In this study we characterized a feedback mechanism for the regulation of the NF-κB pathway in macrophages. In this mechanism, LPS induces the expression of ICER via p38-mediated CREB activation and ICER, in turn, inhibits the transcriptional activity of NF-κB through direct interaction. This mechanism serves as an important feedback mechanism in preventing excessive inflammation.
Results
LPS stimulates ICER expression via p38-CREB pathway
To test correlation of ICER expression with pathological sepsis status, mice were intraperitoneally injected with different doses (0, 10, 20, 30 mg/kg) of LPS and mRNA levels of ICER in whole blood cells, spleen and liver were screened by quantitative real-time PCR. As shown in Figure 1a, the expression of ICER was significantly upregulated in a dose-dependent manner by LPS treatment. In mouse peritoneal macrophages (PMs), LPS also stimulated ICER mRNA levels in a time-dependent manner (Figure 1b). In addition to LPS, which activates TLR4, ligands for other TLRs as well as TNFα and IL-1β stimulated the expression of ICER in PMs (Supplementary Figure S1A and S1B).

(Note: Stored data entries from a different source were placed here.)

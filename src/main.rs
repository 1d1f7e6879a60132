//! FormDesk
//!
//! Main application entry point

use anyhow::Context;
use tracing::info;

use FormDesk::{config::Settings, server, utils::logging, AppState};

#[tokio::main]
async fn main() -> anyhow::Result<()> {
    // Pick up a local .env before reading configuration
    dotenv::dotenv().ok();

    // Load configuration
    let settings = Settings::new().context("Failed to load configuration")?;
    settings.validate()?;

    // Initialize logging; the guard flushes the log file on exit
    let _log_guard = logging::init_logging(&settings.logging)?;

    info!("Starting {}...", FormDesk::info());
    info!(
        contact = settings.features.contact_form,
        donation = settings.features.donation_form,
        registration = settings.features.registration_form,
        hire = settings.features.hire_form,
        "Forms enabled"
    );
    info!(directory = %settings.uploads.directory, "Photo uploads stored locally");

    let state = AppState::new(settings);
    server::serve(state).await?;

    info!("{} has been shut down.", FormDesk::NAME);
    Ok(())
}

Next, we investigated the mechanism by which ICER expression was regulated by TLR4 signaling. LPS stimulates both NF-κB and MAPK pathways in macrophages, prompting us to test the effect of various NF-κB and MAPK inhibitors. Pretreatment of PMs by JNK inhibitor SP600125 or IKK inhibitor Wedelolactone had no effect on LPS-induced ICER upregulation; however, when p38 activity was inhibited by SB203580 or SB202190, LPS-induced ICER expression was greatly impeded (Figure 1c and Supplementary Figure S2A). Meanwhile, other TLRs ligand-induced ICER upregulation was also attenuated by SB203580 or SB202190 treatment (Supplementary Figure S2B). P38 has been shown to promote CREB phosphorylation and activation through MSK1/2 under LPS stimulation.6 Taking into consideration the important function of CREB on ICER expression, we speculated that CREB may mediate LPS-induced ICER upregulation. Indeed, exposure of PMs to LPS increased CREB Ser133 phosphorylation and this effect was reduced by SB203580 or SB202190 (Figure 1d and e and Supplementary Figure S2C). Next, we tested the importance of CREB for LPS-induced ICER expression using homozygous CREB-floxed (CREB fl/fl) mice expressing a macrophage-specific LysM-cre transgene (MCREB KO). In PMs from MCREB KO mice, LPS-induced ICER expression was largely decreased compared with PMs from WT mice (Figure 1f). We further evaluated the role of CREB in LPS-induced ICER expression by expressing the dominant-negative CREB inhibitor ACREB, a synthetic polypeptide that selectively heterodimerizes with, and disrupts, the DNA-binding activity of all CREB family members (CREB1, CREM, and ATF1) in WT PMs.12 Similar to knocking out CREB in PMs, ACREB expression disrupted LPS-induced ICER gene expression (Figure 1g). Exposure to LPS consistently increased phospho-CREB occupancy over the ICER promoter in PMs (Figure 1h) and this effect was inhibited by SB203580 or SB202190 (Figure 1i). Taken together, these results demonstrate that the p38-CREB pathway is required for the induction of ICER expression following exposure to LPS.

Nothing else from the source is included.